Visualization of the Buddha initially began with formless, aniconic representations. Teachings and messages of the sutras were conveyed in consonance with symbols and shapes. The earliest known symbolic pictorial representation of the Buddhist art forms are found on the Ashokan pillars followed by the Jataka stories at Sanchi. Jatakas are a statement of the long evolution of the Dharma, or Buddhism, in hundreds of pre-incarnations of the Buddha. Earlier Dharma was eternalized throne, a tree of enlightenment, footprints, the wheels of law, amongst others, to anthropomorphic forms and complex mandalas containing different types of Buddhas.
Image of the Buddha in human likeness, in the iconic form began to appear in early red sandstone sculptures in Mathura. Seated and standing image in Indo-Hellenistic style sculpted in the northwestern region of ancient India during first-second century AD, became standardized in Indian art and was taken to other countries.
An intense debate arose within the monastic order as early as the first hundred years after the Mahaparinirvana of the Buddha. Some monks questioned the authenticity of the early scriptures and claimed the authenticity of the early scriptures and claimed to add new texts to them while others accepted the Pali Buddhist canon as the highest authority. Shortly before the beginning of the Christian era, a new form of Buddhism appeared in opposition to what is called Saravakayan or 'Vehicle of the Listeners' or Theravada which was known as Mahayana. The Mahayana school of though shifted focus from Arhatship, the aim of the followers of Shravakayana, to Bodhisattvahood. Shravakas sought entry into nirvana as quickly as possible while the Mahayanists aspired to become a Buddha and attain omniscience in order to devote themselves to welfare and happiness of all beings. The Bodhisattva concept also showed a way to venerate someone who could lead them to nirvana having postponed his own entry into it.

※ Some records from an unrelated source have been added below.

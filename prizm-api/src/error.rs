//! API error handling.
//!
//! One error body shape for every endpoint; handlers never assemble ad hoc
//! error JSON.

use axum::{
    http::StatusCode,
    response::{IntoResponse, Response},
    Json,
};
use serde::Serialize;

use prizm_core::PrizmError;

/// API error type.
#[derive(Debug)]
pub struct ApiError {
    status: StatusCode,
    message: String,
    code: String,
}

impl ApiError {
    /// Creates a new API error.
    pub fn new(status: StatusCode, message: impl Into<String>, code: impl Into<String>) -> Self {
        Self {
            status,
            message: message.into(),
            code: code.into(),
        }
    }

    /// Bad request error.
    pub fn bad_request(message: impl Into<String>) -> Self {
        Self::new(StatusCode::BAD_REQUEST, message, "BAD_REQUEST")
    }

    /// Not found error.
    pub fn not_found(message: impl Into<String>) -> Self {
        Self::new(StatusCode::NOT_FOUND, message, "NOT_FOUND")
    }

    /// Internal server error.
    pub fn internal(message: impl Into<String>) -> Self {
        Self::new(StatusCode::INTERNAL_SERVER_ERROR, message, "INTERNAL_ERROR")
    }
}

/// Error response body.
#[derive(Serialize)]
struct ErrorResponse {
    error: ErrorBody,
}

#[derive(Serialize)]
struct ErrorBody {
    code: String,
    message: String,
}

impl IntoResponse for ApiError {
    fn into_response(self) -> Response {
        let body = ErrorResponse {
            error: ErrorBody {
                code: self.code,
                message: self.message,
            },
        };

        (self.status, Json(body)).into_response()
    }
}

impl From<PrizmError> for ApiError {
    fn from(err: PrizmError) -> Self {
        match &err {
            PrizmError::InvalidPostalCode(_) | PrizmError::Config(_) => {
                ApiError::bad_request(err.to_string())
            }
            PrizmError::SegmentNotFound(_) => ApiError::not_found(err.to_string()),
            _ => {
                tracing::error!(error = %err, "Internal error");
                ApiError::internal("An internal error occurred")
            }
        }
    }
}
//! # PRIZM Scraper
//!
//! The external lookup collaborator: drives a headless browser through a
//! WebDriver endpoint to pull a segment record off the PRIZM site.
//!
//! Everything in here is integration glue tied to one site's markup. The
//! rest of the workspace only sees the narrow
//! [`SegmentSource`](prizm_core::SegmentSource) trait; the selector
//! fallback chains and page heuristics stay behind it.
//!
//! The browser session is an explicitly owned handle: acquired with
//! [`PrizmScraper::connect`], released with [`PrizmScraper::close`]. One
//! session supports one navigation at a time, so callers serialize access.
//!
//! ## Example
//!
//! ```rust,ignore
//! use prizm_scraper::{PrizmScraper, ScraperConfig};
//!
//! let scraper = PrizmScraper::connect(ScraperConfig::from_env()).await?;
//! let outcome = scraper.fetch(&"V8A 2P4".parse()?).await?;
//! scraper.close().await;
//! ```

#![forbid(unsafe_code)]
#![warn(missing_docs, rust_2018_idioms)]

mod config;
mod scraper;

pub use config::ScraperConfig;
pub use scraper::PrizmScraper;
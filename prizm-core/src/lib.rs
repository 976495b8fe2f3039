//! # PRIZM Core
//!
//! Core types, errors, and traits for the PRIZM postal-code lookup service.
//!
//! This crate provides the foundational building blocks used by all other
//! crates in the workspace:
//!
//! - **Types**: Domain models for postal codes, segment records, and lookup
//!   results
//! - **Errors**: Comprehensive error types with context
//! - **Constants**: Cache retention and batch limits
//! - **Traits**: The [`SegmentSource`] seam behind which the browser-driven
//!   lookup lives
//!
//! ## Example
//!
//! ```rust
//! use prizm_core::PostalCode;
//!
//! let code = PostalCode::parse("v8a 2p4").unwrap();
//! assert_eq!(code.as_str(), "V8A 2P4");
//! ```

#![forbid(unsafe_code)]
#![warn(missing_docs, rust_2018_idioms, clippy::all)]

pub mod constants;
pub mod error;
pub mod traits;
pub mod types;

// Re-export commonly used items at crate root
pub use constants::*;
pub use error::{PrizmError, Result};
pub use traits::*;
pub use types::*;
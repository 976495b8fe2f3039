//! Error types for the PRIZM lookup service.
//!
//! This module provides the error hierarchy using `thiserror`. Boundaries
//! (validator, cache store, collaborator) return typed outcomes; nothing
//! here is meant to escape the orchestrator as a raw fault.

use thiserror::Error;

/// Result type alias using `PrizmError`.
pub type Result<T> = std::result::Result<T, PrizmError>;

/// Main error type for all lookup operations.
#[derive(Debug, Error)]
pub enum PrizmError {
    // ═══════════════════════════════════════════════════════════════════════════
    // VALIDATION ERRORS
    // ═══════════════════════════════════════════════════════════════════════════

    /// Input failed postal-code canonicalization.
    #[error("Invalid postal code '{0}': expected 6 characters alternating letter/digit")]
    InvalidPostalCode(String),

    /// Configuration error.
    #[error("Configuration error: {0}")]
    Config(String),

    // ═══════════════════════════════════════════════════════════════════════════
    // LOOKUP ERRORS
    // ═══════════════════════════════════════════════════════════════════════════

    /// The external source has no segment for a well-formed code.
    #[error("No segment assigned for postal code {0}")]
    SegmentNotFound(String),

    /// Scraping failed partway: the page loaded but the expected structure
    /// was not found.
    #[error("Scrape failed for {code}: {reason}")]
    Scrape {
        /// Canonical postal code being fetched.
        code: String,
        /// What went wrong on the page.
        reason: String,
    },

    /// A bounded fetch did not resolve in time.
    #[error("Lookup timed out after {seconds}s")]
    Timeout {
        /// The bound that expired.
        seconds: u64,
    },

    /// The WebDriver session could not be established or was lost.
    /// The only condition that aborts an in-flight batch.
    #[error("Lookup backend unavailable: {0}")]
    Infrastructure(String),

    // ═══════════════════════════════════════════════════════════════════════════
    // STORAGE ERRORS
    // ═══════════════════════════════════════════════════════════════════════════

    /// Cache storage fault. Absorbed at the store boundary; callers of the
    /// store observe a miss or a false write result instead.
    #[error("Cache storage error: {0}")]
    Storage(String),

    /// JSON serialization/deserialization error.
    #[error("JSON error: {0}")]
    Json(#[from] serde_json::Error),

    /// File I/O error.
    #[error("I/O error: {0}")]
    Io(#[from] std::io::Error),
}

impl PrizmError {
    /// Returns true if this error should be cached with the short TTL and
    /// retried after it expires.
    pub fn is_transient(&self) -> bool {
        matches!(
            self,
            PrizmError::Scrape { .. }
                | PrizmError::Timeout { .. }
                | PrizmError::Infrastructure(_)
        )
    }

    /// Returns true if this error is a stable verdict about the input
    /// rather than a fault (cacheable with the long TTL).
    pub fn is_validation(&self) -> bool {
        matches!(self, PrizmError::InvalidPostalCode(_))
    }
}

#[cfg(test)]
mod tests {
    use super::*;

    #[test]
    fn test_error_display() {
        let err = PrizmError::Scrape {
            code: "V8A 2P4".into(),
            reason: "segment panel missing".into(),
        };
        assert!(err.to_string().contains("V8A 2P4"));
        assert!(err.to_string().contains("segment panel missing"));
    }

    #[test]
    fn test_error_classification() {
        assert!(PrizmError::Timeout { seconds: 60 }.is_transient());
        assert!(PrizmError::Infrastructure("no session".into()).is_transient());
        assert!(!PrizmError::InvalidPostalCode("12345".into()).is_transient());

        assert!(PrizmError::InvalidPostalCode("12345".into()).is_validation());
        assert!(!PrizmError::Storage("disk full".into()).is_validation());
    }

    #[test]
    fn test_json_error_conversion() {
        let json_result: std::result::Result<serde_json::Value, _> =
            serde_json::from_str("not json");
        let result: Result<serde_json::Value> = json_result.map_err(PrizmError::from);
        assert!(matches!(result, Err(PrizmError::Json(_))));
    }
}
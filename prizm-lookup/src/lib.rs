//! # PRIZM Lookup
//!
//! The orchestrator that turns a raw postal-code string into a uniform
//! [`LookupResult`](prizm_core::LookupResult), composing the validator,
//! the cache store, and the external segment source:
//!
//! 1. validate the input into a canonical key,
//! 2. read the cache,
//! 3. on a miss, run one serialized, timeout-bounded fetch,
//! 4. classify the outcome and write it through with a status-dependent
//!    TTL before returning.
//!
//! Failures are results here, not faults: invalid formats and confirmed
//! negatives are cached for months, transient fetch trouble for days, so
//! repeated queries on the same key cost one browser round trip at most.

#![forbid(unsafe_code)]
#![warn(missing_docs, rust_2018_idioms)]

mod service;

pub use service::{LookupService, TtlPolicy};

The Shravakas kept the Buddha on human plane. They claimed him to be the pre-eminent master endowed with knowledge and practise who became invisible after nirvana. But this could not satisfy the popular aspirations, which demanded a supreme spirit, and a pantheon. Thus Buddha was transformed into a 'God superior to the gods', and surrounding him were a host of other major and minor deities as well as powerful disciples. The followers of Mahayana increased the number of Buddhas and great Bodhisattvas.
Thus Buddhism started becoming a tradition of the visual, wherein images and murals translated the message of the sutras. And therefore buddhists started building their pantheon when mind is associated with shunya or void at the highest state. Then the bodhicitta thought of enlightenment gets dissolved and visualizes spark-like innumerable visions, gradually assuming forms of various deities full of glory and divine beauty, adorned with ornaments and dressed in finery; while the deities who are worshipped to subdue the evil doers are violent in expression with disheveled heir, blood shot eyes, bare fangs, with ornaments made of human skulls and bones, and carrying weapons.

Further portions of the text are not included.